*About this exercise*
Without leaving out a single line, restate the entries below exactly.

= = = = =

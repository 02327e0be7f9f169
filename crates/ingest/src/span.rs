use serde::{Deserialize, Serialize};

use crate::stable_id;

#[derive(Debug, Clone, Copy, PartialEq, Eq, Serialize, Deserialize)]
#[serde(rename_all = "lowercase")]
pub enum SpanKind {
    Sentence,
    Document,
}

impl SpanKind {
    pub fn as_str(&self) -> &'static str {
        match self {
            SpanKind::Sentence => "sentence",
            SpanKind::Document => "document",
        }
    }

    pub fn parse(value: &str) -> Self {
        match value {
            "sentence" => SpanKind::Sentence,
            _ => SpanKind::Document,
        }
    }
}

/// A region of a document that mentions attach to.
#[derive(Debug, Clone, Serialize, Deserialize, PartialEq)]
pub struct Span {
    pub id: String,
    pub document_id: String,
    pub kind: SpanKind,
    pub start: usize, // byte offset into the document content
    pub end: usize,
    pub text: String,
    pub cleaned_text: String,
    pub page_id: Option<String>,
}

impl Span {
    pub fn new(
        document_id: String,
        kind: SpanKind,
        text: String,
        offset: (usize, usize),
        page_id: Option<String>,
    ) -> Self {
        // Stable span id from content and position
        let id = Self::generate_span_id(&document_id, &text, offset);
        let cleaned_text = clean_text(&text);

        Self {
            id,
            document_id,
            kind,
            start: offset.0,
            end: offset.1,
            text,
            cleaned_text,
            page_id,
        }
    }

    /// Span backed by an externally supplied sentence row; keeps the sentence id.
    pub fn from_sentence(sentence: &crate::Sentence) -> Self {
        Self {
            id: sentence.id.clone(),
            document_id: sentence.document_id.clone(),
            kind: SpanKind::Sentence,
            start: 0,
            end: sentence.text.len(),
            text: sentence.text.clone(),
            cleaned_text: clean_text(&sentence.text),
            page_id: sentence.page_id.clone(),
        }
    }

    pub fn whole_document(document: &crate::Document) -> Self {
        Self::new(
            document.id.clone(),
            SpanKind::Document,
            document.content.clone(),
            (0, document.content.len()),
            None,
        )
    }

    fn generate_span_id(document_id: &str, text: &str, offset: (usize, usize)) -> String {
        stable_id(&[
            document_id,
            text,
            &offset.0.to_string(),
            &offset.1.to_string(),
        ])
    }
}

/// Collapse whitespace runs (including control whitespace) into single spaces.
pub fn clean_text(text: &str) -> String {
    text.split_whitespace().collect::<Vec<_>>().join(" ")
}

pub fn floor_char_boundary(text: &str, mut index: usize) -> usize {
    while index > 0 && !text.is_char_boundary(index) {
        index -= 1;
    }
    index
}

pub fn ceil_char_boundary(text: &str, mut index: usize) -> usize {
    while index < text.len() && !text.is_char_boundary(index) {
        index += 1;
    }
    index
}

#[cfg(test)]
mod tests {
    use super::*;

    #[test]
    fn test_span_id_is_stable() {
        let a = Span::new("doc".into(), SpanKind::Sentence, "Hello there.".into(), (0, 12), None);
        let b = Span::new("doc".into(), SpanKind::Sentence, "Hello there.".into(), (0, 12), None);
        let c = Span::new("doc".into(), SpanKind::Sentence, "Hello there.".into(), (5, 17), None);

        assert_eq!(a.id, b.id);
        assert_ne!(a.id, c.id);
        assert_eq!(a.id.len(), 32);
    }
}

= = = = =

*Finished exercise*
repository 02327e0be7f9f169
filename crates/ingest/src/span.rs
use serde::{Deserialize, Serialize};

use crate::stable_id;

#[derive(Debug, Clone, Copy, PartialEq, Eq, Serialize, Deserialize)]
#[serde(rename_all = "lowercase")]
pub enum SpanKind {
    Sentence,
    Document,
}

impl SpanKind {
    pub fn as_str(&self) -> &'static str {
        match self {
            SpanKind::Sentence => "sentence",
            SpanKind::Document => "document",
        }
    }

    pub fn parse(value: &str) -> Self {
        match value {
            "sentence" => SpanKind::Sentence,
            _ => SpanKind::Document,
        }
    }
}

/// A region of a document that mentions attach to.
#[derive(Debug, Clone, Serialize, Deserialize, PartialEq)]
pub struct Span {
    pub id: String,
    pub document_id: String,
    pub kind: SpanKind,
    pub start: usize, // byte offset into the document content
    pub end: usize,
    pub text: String,
    pub cleaned_text: String,
    pub page_id: Option<String>,
}

impl Span {
    pub fn new(
        document_id: String,
        kind: SpanKind,
        text: String,
        offset: (usize, usize),
        page_id: Option<String>,
    ) -> Self {
        // Stable span id from content and position
        let id = Self::generate_span_id(&document_id, &text, offset);
        let cleaned_text = clean_text(&text);

        Self {
            id,
            document_id,
            kind,
            start: offset.0,
            end: offset.1,
            text,
            cleaned_text,
            page_id,
        }
    }

    /// Span backed by an externally supplied sentence row; keeps the sentence id.
    pub fn from_sentence(sentence: &crate::Sentence) -> Self {
        Self {
            id: sentence.id.clone(),
            document_id: sentence.document_id.clone(),
            kind: SpanKind::Sentence,
            start: 0,
            end: sentence.text.len(),
            text: sentence.text.clone(),
            cleaned_text: clean_text(&sentence.text),
            page_id: sentence.page_id.clone(),
        }
    }

    pub fn whole_document(document: &crate::Document) -> Self {
        Self::new(
            document.id.clone(),
            SpanKind::Document,
            document.content.clone(),
            (0, document.content.len()),
            None,
        )
    }

    fn generate_span_id(document_id: &str, text: &str, offset: (usize, usize)) -> String {
        stable_id(&[
            document_id,
            text,
            &offset.0.to_string(),
            &offset.1.to_string(),
        ])
    }
}

/// Collapse whitespace runs (including control whitespace) into single spaces.
pub fn clean_text(text: &str) -> String {
    text.split_whitespace().collect::<Vec<_>>().join(" ")
}

pub fn floor_char_boundary(text: &str, mut index: usize) -> usize {
    while index > 0 && !text.is_char_boundary(index) {
        index -= 1;
    }
    index
}

pub fn ceil_char_boundary(text: &str, mut index: usize) -> usize {
    while index < text.len() && !text.is_char_boundary(index) {
        index += 1;
    }
    index
}

#[cfg(test)]
mod tests {
    use super::*;

    #[test]
    fn test_span_id_is_stable() {
        let a = Span::new("doc".into(), SpanKind::Sentence, "Hello there.".into(), (0, 12), None);
        let b = Span::new("doc".into(), SpanKind::Sentence, "Hello there.".into(), (0, 12), None);
        let c = Span::new("doc".into(), SpanKind::Sentence, "Hello there.".into(), (5, 17), None);

        assert_eq!(a.id, b.id);
        assert_ne!(a.id, c.id);
        assert_eq!(a.id.len(), 32);
    }
}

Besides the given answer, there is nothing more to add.